[INPUT DATA]
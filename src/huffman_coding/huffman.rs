use std::cmp::Reverse;
use std::collections::BinaryHeap;

use log::debug;

use crate::error::{HufError, Result};
use crate::tools::freq_count::FrequencyTable;

/// Arena index of a node in a HuffmanTree.
pub type NodeId = usize;

#[derive(Clone, Copy, Debug, PartialEq, Eq)]
pub enum NodeData {
    /// Left child (bit 0), right child (bit 1).
    Kids(NodeId, NodeId),
    Leaf(u8),
}

#[derive(Clone, Debug, PartialEq, Eq)]
pub struct Node {
    pub weight: u64,
    pub node_data: NodeData,
}

impl Node {
    /// Create a new node
    pub fn new(weight: u64, node_data: NodeData) -> Node {
        Node { weight, node_data }
    }
}

/// A prefix code tree held in an arena. Leaves come first, in ascending symbol order, and
/// each merged node is appended after its children, so a node's index is also the order in
/// which it entered the merge queue.
#[derive(Clone, Debug, PartialEq, Eq)]
pub struct HuffmanTree {
    nodes: Vec<Node>,
    root: NodeId,
}

impl HuffmanTree {
    /// Build the tree for a frequency table with the greedy two-smallest merge.
    ///
    /// Ties on weight go to the node that entered the queue first. The encoder and decoder
    /// both rebuild the tree from the header, so this ordering must never change.
    pub fn build(table: &FrequencyTable) -> Result<Self> {
        let mut nodes: Vec<Node> = table
            .present()
            .map(|(symbol, weight)| Node::new(weight, NodeData::Leaf(symbol)))
            .collect();
        if nodes.is_empty() {
            return Err(HufError::EmptyInput);
        }

        let mut queue: BinaryHeap<Reverse<(u64, NodeId)>> = nodes
            .iter()
            .enumerate()
            .map(|(id, node)| Reverse((node.weight, id)))
            .collect();

        let mut root = 0;
        while let Some(Reverse((left_weight, left))) = queue.pop() {
            match queue.pop() {
                // Last node standing
                None => {
                    root = left;
                    break;
                }
                Some(Reverse((right_weight, right))) => {
                    let weight = left_weight + right_weight;
                    let id = nodes.len();
                    nodes.push(Node::new(weight, NodeData::Kids(left, right)));
                    queue.push(Reverse((weight, id)));
                }
            }
        }

        let tree = Self { nodes, root };
        debug!(
            "Built tree with {} nodes for {} symbols, depth {}.",
            tree.nodes.len(),
            table.distinct(),
            tree.depth()
        );
        Ok(tree)
    }

    pub fn root(&self) -> NodeId {
        self.root
    }

    pub fn node(&self, id: NodeId) -> &Node {
        &self.nodes[id]
    }

    /// Leaves plus internal nodes, `2 * distinct - 1`. Never zero, since `build` refuses an
    /// empty table.
    pub fn node_count(&self) -> usize {
        self.nodes.len()
    }

    /// The symbol at `id` if it is a leaf.
    pub fn symbol(&self, id: NodeId) -> Option<u8> {
        match self.nodes[id].node_data {
            NodeData::Leaf(symbol) => Some(symbol),
            NodeData::Kids(..) => None,
        }
    }

    /// Follow one edge down from `id`: false goes left, true goes right. A leaf stays put.
    #[inline(always)]
    pub fn step(&self, id: NodeId, bit: bool) -> NodeId {
        match self.nodes[id].node_data {
            NodeData::Kids(left, right) => {
                if bit {
                    right
                } else {
                    left
                }
            }
            NodeData::Leaf(_) => id,
        }
    }

    /// Longest root to leaf path.
    pub fn depth(&self) -> usize {
        let mut deepest = 0;
        let mut stack = vec![(self.root, 0_usize)];
        while let Some((id, depth)) = stack.pop() {
            match self.nodes[id].node_data {
                NodeData::Kids(left, right) => {
                    stack.push((left, depth + 1));
                    stack.push((right, depth + 1));
                }
                NodeData::Leaf(_) => deepest = deepest.max(depth),
            }
        }
        deepest
    }
}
[/INPUT DATA]
AIM OF THE TASK:
The records must be given again in full, exactly as shown.

EXPECTED ANSWER:
filename src/huffman_coding/huffman.rs
use std::cmp::Reverse;
use std::collections::BinaryHeap;

use log::debug;

use crate::error::{HufError, Result};
use crate::tools::freq_count::FrequencyTable;

/// Arena index of a node in a HuffmanTree.
pub type NodeId = usize;

#[derive(Clone, Copy, Debug, PartialEq, Eq)]
pub enum NodeData {
    /// Left child (bit 0), right child (bit 1).
    Kids(NodeId, NodeId),
    Leaf(u8),
}

#[derive(Clone, Debug, PartialEq, Eq)]
pub struct Node {
    pub weight: u64,
    pub node_data: NodeData,
}

impl Node {
    /// Create a new node
    pub fn new(weight: u64, node_data: NodeData) -> Node {
        Node { weight, node_data }
    }
}

/// A prefix code tree held in an arena. Leaves come first, in ascending symbol order, and
/// each merged node is appended after its children, so a node's index is also the order in
/// which it entered the merge queue.
#[derive(Clone, Debug, PartialEq, Eq)]
pub struct HuffmanTree {
    nodes: Vec<Node>,
    root: NodeId,
}

impl HuffmanTree {
    /// Build the tree for a frequency table with the greedy two-smallest merge.
    ///
    /// Ties on weight go to the node that entered the queue first. The encoder and decoder
    /// both rebuild the tree from the header, so this ordering must never change.
    pub fn build(table: &FrequencyTable) -> Result<Self> {
        let mut nodes: Vec<Node> = table
            .present()
            .map(|(symbol, weight)| Node::new(weight, NodeData::Leaf(symbol)))
            .collect();
        if nodes.is_empty() {
            return Err(HufError::EmptyInput);
        }

        let mut queue: BinaryHeap<Reverse<(u64, NodeId)>> = nodes
            .iter()
            .enumerate()
            .map(|(id, node)| Reverse((node.weight, id)))
            .collect();

        let mut root = 0;
        while let Some(Reverse((left_weight, left))) = queue.pop() {
            match queue.pop() {
                // Last node standing
                None => {
                    root = left;
                    break;
                }
                Some(Reverse((right_weight, right))) => {
                    let weight = left_weight + right_weight;
                    let id = nodes.len();
                    nodes.push(Node::new(weight, NodeData::Kids(left, right)));
                    queue.push(Reverse((weight, id)));
                }
            }
        }

        let tree = Self { nodes, root };
        debug!(
            "Built tree with {} nodes for {} symbols, depth {}.",
            tree.nodes.len(),
            table.distinct(),
            tree.depth()
        );
        Ok(tree)
    }

    pub fn root(&self) -> NodeId {
        self.root
    }

    pub fn node(&self, id: NodeId) -> &Node {
        &self.nodes[id]
    }

    /// Leaves plus internal nodes, `2 * distinct - 1`. Never zero, since `build` refuses an
    /// empty table.
    pub fn node_count(&self) -> usize {
        self.nodes.len()
    }

    /// The symbol at `id` if it is a leaf.
    pub fn symbol(&self, id: NodeId) -> Option<u8> {
        match self.nodes[id].node_data {
            NodeData::Leaf(symbol) => Some(symbol),
            NodeData::Kids(..) => None,
        }
    }

    /// Follow one edge down from `id`: false goes left, true goes right. A leaf stays put.
    #[inline(always)]
    pub fn step(&self, id: NodeId, bit: bool) -> NodeId {
        match self.nodes[id].node_data {
            NodeData::Kids(left, right) => {
                if bit {
                    right
                } else {
                    left
                }
            }
            NodeData::Leaf(_) => id,
        }
    }

    /// Longest root to leaf path.
    pub fn depth(&self) -> usize {
        let mut deepest = 0;
        let mut stack = vec![(self.root, 0_usize)];
        while let Some((id, depth)) = stack.pop() {
            match self.nodes[id].node_data {
                NodeData::Kids(left, right) => {
                    stack.push((left, depth + 1));
                    stack.push((right, depth + 1));
                }
                NodeData::Leaf(_) => deepest = deepest.max(depth),
            }
        }
        deepest
    }
}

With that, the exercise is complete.